The present invention relates to methods for searching for information in a plurality of information sources connected to a computer information network and specifically to searching databases on the Internet.
The ARPANET, a predecessor to what is now called the Internet, was started in the late 1960's under J. C. R. Licklider at the Defense Department as a way for a government research funding agency to save costs and to allow its users to share information by having its researchers share computers rather than each institution having its own. Using hardware and software protocols developed for this purpose, users could be at their own terminals but access a computer anywhere on the network as if it were in their own location. The targeted use was remote terminal access, but other uses (such as electronic mail) quickly became widely used. In those early days the number of computers was small and many of the researchers knew each other, because the only computers allowed on the network were those belonging to institutions funded by the Advanced Research Projects Agency of the United States Department of Defense (“ARPA”, later called “DARPA”). Over time many more computers (and users) were added, and access to the Internet became more widespread as the National Science Foundation allowed its researchers and others affiliated with its initiatives to connect to the DARPA network (which later became known as the Internet).

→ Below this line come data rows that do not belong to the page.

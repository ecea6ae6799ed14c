use secpol_types::{Issue, Scope};
use sha2::{Digest, Sha256};

/// Compute a stable SHA-256 fingerprint for an issue.
///
/// Identity fields:
/// - policy id
/// - rule id
/// - scope
/// - message
pub fn fingerprint_for_issue(policy_id: &str, issue: &Issue) -> String {
    fingerprint(policy_id, &issue.rule_id, issue.scope, &issue.message)
}

fn fingerprint(policy_id: &str, rule_id: &str, scope: Scope, message: &str) -> String {
    let canonical = [policy_id, rule_id, scope.as_str(), message].join("|");

    let mut hasher = Sha256::new();
    hasher.update(canonical.as_bytes());
    hex::encode(hasher.finalize())
}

In the 1990's two major evolutions occurred that helped lead to the explosive growth of the Internet. The first was that commercial enterprises were allowed to connect their computers to the Internet without the prior requirement of having a government-funded research project. And second, the World-Wide-Web (the “Web”) protocols and software were created.

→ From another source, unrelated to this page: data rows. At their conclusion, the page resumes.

use schemars::JsonSchema;
use serde::{Deserialize, Serialize};

/// Per-domain snapshots a validation run reads from.
///
/// Any domain may be absent: the provider was unavailable or the subsystem does not
/// exist on the target. Rules bound to an absent domain pass.
#[derive(Clone, Debug, Default, PartialEq, Eq, Serialize, Deserialize, JsonSchema)]
pub struct TargetConfig {
    #[serde(default, skip_serializing_if = "Option::is_none")]
    pub storage: Option<Devicegraph>,
    #[serde(default, skip_serializing_if = "Option::is_none")]
    pub network: Option<NetworkConfig>,
    #[serde(default, skip_serializing_if = "Option::is_none")]
    pub firewall: Option<FirewallSettings>,
    #[serde(default, skip_serializing_if = "Option::is_none")]
    pub bootloader: Option<BootloaderConfig>,
}

impl TargetConfig {
    pub fn builder() -> TargetConfigBuilder {
        TargetConfigBuilder::default()
    }

    /// Every domain comes from `probe`.
    pub fn from_probe(probe: &dyn SystemProbe) -> Self {
        Self::builder().build(probe)
    }
}

/// Source of live system state, one accessor per inspection domain.
///
/// Implementations do their own I/O and report failures as `None`; the engine never
/// sees a provider error.
pub trait SystemProbe {
    fn storage(&self) -> Option<Devicegraph> {
        None
    }

    fn network(&self) -> Option<NetworkConfig> {
        None
    }

    fn firewall(&self) -> Option<FirewallSettings> {
        None
    }

    fn bootloader(&self) -> Option<BootloaderConfig> {
        None
    }
}

/// A probe that knows nothing about the running system.
#[derive(Clone, Copy, Debug, Default)]
pub struct NoProbe;

impl SystemProbe for NoProbe {}

/// Collects explicit per-domain overrides; [`TargetConfigBuilder::build`] fills the rest
/// from a probe.
#[derive(Clone, Debug, Default)]
pub struct TargetConfigBuilder {
    storage: Option<Devicegraph>,
    network: Option<NetworkConfig>,
    firewall: Option<FirewallSettings>,
    bootloader: Option<BootloaderConfig>,
}

impl TargetConfigBuilder {
    pub fn storage(mut self, devicegraph: Devicegraph) -> Self {
        self.storage = Some(devicegraph);
        self
    }

    pub fn network(mut self, config: NetworkConfig) -> Self {
        self.network = Some(config);
        self
    }

    pub fn firewall(mut self, settings: FirewallSettings) -> Self {
        self.firewall = Some(settings);
        self
    }

    pub fn bootloader(mut self, config: BootloaderConfig) -> Self {
        self.bootloader = Some(config);
        self
    }

    /// Overrides win; the probe is only asked for domains without one.
    pub fn build(self, probe: &dyn SystemProbe) -> TargetConfig {
        TargetConfig {
            storage: self.storage.or_else(|| probe.storage()),
            network: self.network.or_else(|| probe.network()),
            firewall: self.firewall.or_else(|| probe.firewall()),
            bootloader: self.bootloader.or_else(|| probe.bootloader()),
        }
    }
}

// ============================================================================
// Storage
// ============================================================================

#[derive(Clone, Debug, Default, PartialEq, Eq, Serialize, Deserialize, JsonSchema)]
pub struct Devicegraph {
    #[serde(default)]
    pub mount_points: Vec<MountPoint>,
}

#[derive(Clone, Debug, Default, PartialEq, Eq, Serialize, Deserialize, JsonSchema)]
pub struct MountPoint {
    pub path: String,
    #[serde(default, skip_serializing_if = "Option::is_none")]
    pub device: Option<String>,
    #[serde(default, skip_serializing_if = "Option::is_none")]
    pub filesystem: Option<String>,
    /// Whether the block device under the file system is encrypted.
    #[serde(default)]
    pub encrypted: bool,
}

impl Devicegraph {
    pub fn mount_paths(&self) -> impl Iterator<Item = &str> {
        self.mount_points.iter().map(|m| m.path.as_str())
    }

    pub fn has_mount_point(&self, path: &str) -> bool {
        self.mount_paths().any(|p| p == path)
    }
}

// ============================================================================
// Network
// ============================================================================

#[derive(Clone, Copy, Debug, PartialEq, Eq, Serialize, Deserialize, JsonSchema)]
#[serde(rename_all = "lowercase")]
pub enum ConnectionKind {
    Ethernet,
    Wireless,
    Bridge,
    Vlan,
    Other,
}

/// When a connection is brought up.
#[derive(Clone, Copy, Debug, PartialEq, Eq, Serialize, Deserialize, JsonSchema)]
#[serde(rename_all = "lowercase")]
pub enum Startmode {
    Auto,
    Hotplug,
    Ifplugd,
    Nfsroot,
    Manual,
    Off,
}

#[derive(Clone, Debug, PartialEq, Eq, Serialize, Deserialize, JsonSchema)]
pub struct ConnectionConfig {
    pub name: String,
    #[serde(default, skip_serializing_if = "Option::is_none")]
    pub interface: Option<String>,
    pub kind: ConnectionKind,
    /// A connection without a start mode is treated as active.
    #[serde(default, skip_serializing_if = "Option::is_none")]
    pub startmode: Option<Startmode>,
}

impl ConnectionConfig {
    pub fn is_off(&self) -> bool {
        self.startmode == Some(Startmode::Off)
    }
}

#[derive(Clone, Debug, Default, PartialEq, Eq, Serialize, Deserialize, JsonSchema)]
pub struct NetworkConfig {
    #[serde(default)]
    pub connections: Vec<ConnectionConfig>,
}

impl NetworkConfig {
    /// Replaces the connection with the same name, or appends it.
    pub fn add_or_update_connection(&mut self, conn: ConnectionConfig) {
        match self.connections.iter_mut().find(|c| c.name == conn.name) {
            Some(existing) => *existing = conn,
            None => self.connections.push(conn),
        }
    }

    pub fn connection(&self, name: &str) -> Option<&ConnectionConfig> {
        self.connections.iter().find(|c| c.name == name)
    }
}

// ============================================================================
// Firewall
// ============================================================================

#[derive(Clone, Debug, Default, PartialEq, Eq, Serialize, Deserialize, JsonSchema)]
pub struct FirewallSettings {
    #[serde(default)]
    pub enable_firewall: bool,
    #[serde(default)]
    pub start_firewall: bool,
    #[serde(default)]
    pub enable_sshd: bool,
    #[serde(default)]
    pub open_ssh: bool,
}

// ============================================================================
// Bootloader
// ============================================================================

#[derive(Clone, Copy, Debug, Default, PartialEq, Eq, Serialize, Deserialize, JsonSchema)]
#[serde(rename_all = "kebab-case")]
pub enum BootloaderKind {
    #[default]
    Grub2,
    Grub2Efi,
    SystemdBoot,
    None,
}

#[derive(Clone, Debug, Default, PartialEq, Eq, Serialize, Deserialize, JsonSchema)]
pub struct BootloaderConfig {
    #[serde(default)]
    pub kind: BootloaderKind,
    #[serde(default)]
    pub password_protected: bool,
    #[serde(default)]
    pub secure_boot: bool,
    #[serde(default)]
    pub kernel_params: Vec<String>,
}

From the earliest days a few commercial enterprises were allowed to connect to the ARPANET. However, this was carefully controlled by DARPA, which allowed only those at the cutting-edge of computer research (such as Xerox's Palo Alto Research Center and the computer laboratories of the Massachusetts Institute of Technology) to connect. Later other companies' internal networks were inter-connected (such as IBM's BITNET) as the value of being able to communicate rapidly among companies, government agencies, and educational institutions became clear. But there was little incentive for most other companies and institutions to connect. The ideas underlying the Web had been germinating for some time. Tim Berners-Lee managed the research group at CERN that introduced the Web protocols and software in 1990 that is credited with making these concepts practical and accessible to millions of people. This was done just at the right time to capture the attention of most of the computing world, including the information technology industry and the media. The Web embodied, simultaneously, easy-to-use software and the promise of universal access to a large variety of information. Building on years of Internet protocol development, creation of freely-accessible content, the evolution of low-cost computer networking, and a growing desire for operating system and hardware-independent standardized access, the Web quickly became a dominant computer phenomena of the second half of the 1990's.

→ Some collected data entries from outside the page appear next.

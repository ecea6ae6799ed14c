//! Built-in policy definitions.
//!
//! Keep these small and readable: a policy is an id, a display name, the packages it
//! needs, and its rules in reporting order.

use crate::error::DomainError;
use crate::policy::Policy;
use crate::rules::Rule;
use secpol_types::ids;

type PolicyCtor = fn() -> Policy;

const CATALOG: &[(&str, PolicyCtor)] = &[(ids::POLICY_DISA_STIG, disa_stig)];

/// Every policy the tool knows, in registry order.
pub fn known_policies() -> Vec<Policy> {
    CATALOG.iter().map(|(_, ctor)| ctor()).collect()
}

/// Builds the policy registered under `id` (case-insensitive).
pub fn build(id: &str) -> Result<Policy, DomainError> {
    CATALOG
        .iter()
        .find(|(known, _)| known.eq_ignore_ascii_case(id.trim()))
        .map(|(_, ctor)| ctor())
        .ok_or_else(|| DomainError::NoValidator(id.to_string()))
}

pub fn disa_stig() -> Policy {
    Policy::new(
        ids::POLICY_DISA_STIG,
        "Defense Information Systems Agency STIG",
    )
    .with_packages(["scap-security-guide"])
    .with_rules(vec![
        Rule::no_wireless(ids::RULE_NO_WIRELESS, ids::NAME_NO_WIRELESS),
        Rule::missing_mount_point(ids::RULE_PARTITION_HOME, ids::NAME_PARTITION_HOME, "/home"),
        Rule::missing_mount_point(ids::RULE_PARTITION_VAR, ids::NAME_PARTITION_VAR, "/var"),
        Rule::missing_mount_point(
            ids::RULE_PARTITION_VAR_LOG_AUDIT,
            ids::NAME_PARTITION_VAR_LOG_AUDIT,
            "/var/log/audit",
        ),
        Rule::encrypted_partitions(ids::RULE_ENCRYPT_PARTITIONS, ids::NAME_ENCRYPT_PARTITIONS),
        Rule::firewall_enabled(ids::RULE_FIREWALL_ENABLED, ids::NAME_FIREWALL_ENABLED),
        Rule::bootloader_password(ids::RULE_BOOTLOADER_PASSWORD, ids::NAME_BOOTLOADER_PASSWORD),
    ])
}
use crate::target::FirewallSettings;
use secpol_types::{FixOutcome, Issue, Scope};

pub fn validate(rule_id: &str, settings: &FirewallSettings) -> Option<Issue> {
    if settings.enable_firewall && settings.start_firewall {
        return None;
    }

    Some(Issue::new(
        "The firewall must be enabled and started",
        Scope::Firewall,
        rule_id,
    ))
}

pub fn fix(settings: &mut FirewallSettings) -> FixOutcome {
    let mut changed = 0;
    if !settings.enable_firewall {
        settings.enable_firewall = true;
        changed += 1;
    }
    if !settings.start_firewall {
        settings.start_firewall = true;
        changed += 1;
    }

    if changed == 0 {
        FixOutcome::NothingToFix
    } else {
        FixOutcome::Fixed { changed }
    }
}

This has resulted in explosive growth of the Internet. The number of computers attached to the Internet is estimated to have increased from fewer than one million in January, 1993 to over 40 million six years later. It is also estimated that the number of users with access to the Internet will have increased from 20 million in 1996 to 140 million in 2002.
Along with the explosive growth in computers and users came an even more explosive growth in the information available to those users. Each computer connected to the Internet is potentially a source of information (although many are accessible only to people within a security perimeter, because they are inside a corporate or other institution). Each computer may contain thousands or millions of documents and information files. This is in contrast to the early days of the network, when only a limited number of computers contained documents and files relevant to a limited a set of research subjects. Compounding the issue is the great diversity of information available. Many of the information nuggets available do not fit neatly into the world's standard information classification schemes (e.g., the Dewey Decimal System or the Standard Industrial Classification codes for companies).
The Internet is a great advance for the communications ability of individuals and organizations, because many individuals and most organizations have the financial means to connect to the Internet. Furthermore, a great deal of the world's explicit information (that is, information that is written, graphic, audio or visual) is also available on the Internet. But this very success has caused a major problem that is slowing the usefulness of the Internet itself. The problem is the difficulty of locating relevant information in answer to any particular query.
Current technologies for search-and-retrieval all suffer from problems which cause retrievals to contain irrelevant, non-existent, and out-of-date references, and additionally to contain so many references that the retrievals overwhelm the capacity of a person to find the particular information sought.
Prior art information retrieval processes typically use the measures of “Recall” and “Precision” to assess the efficacy of an approach. Today, the immense size and dynamic nature of the Internet, which has become the database of choice of most people and which is searched most frequently, requires the additional evaluation measures of Ranking and Timeliness.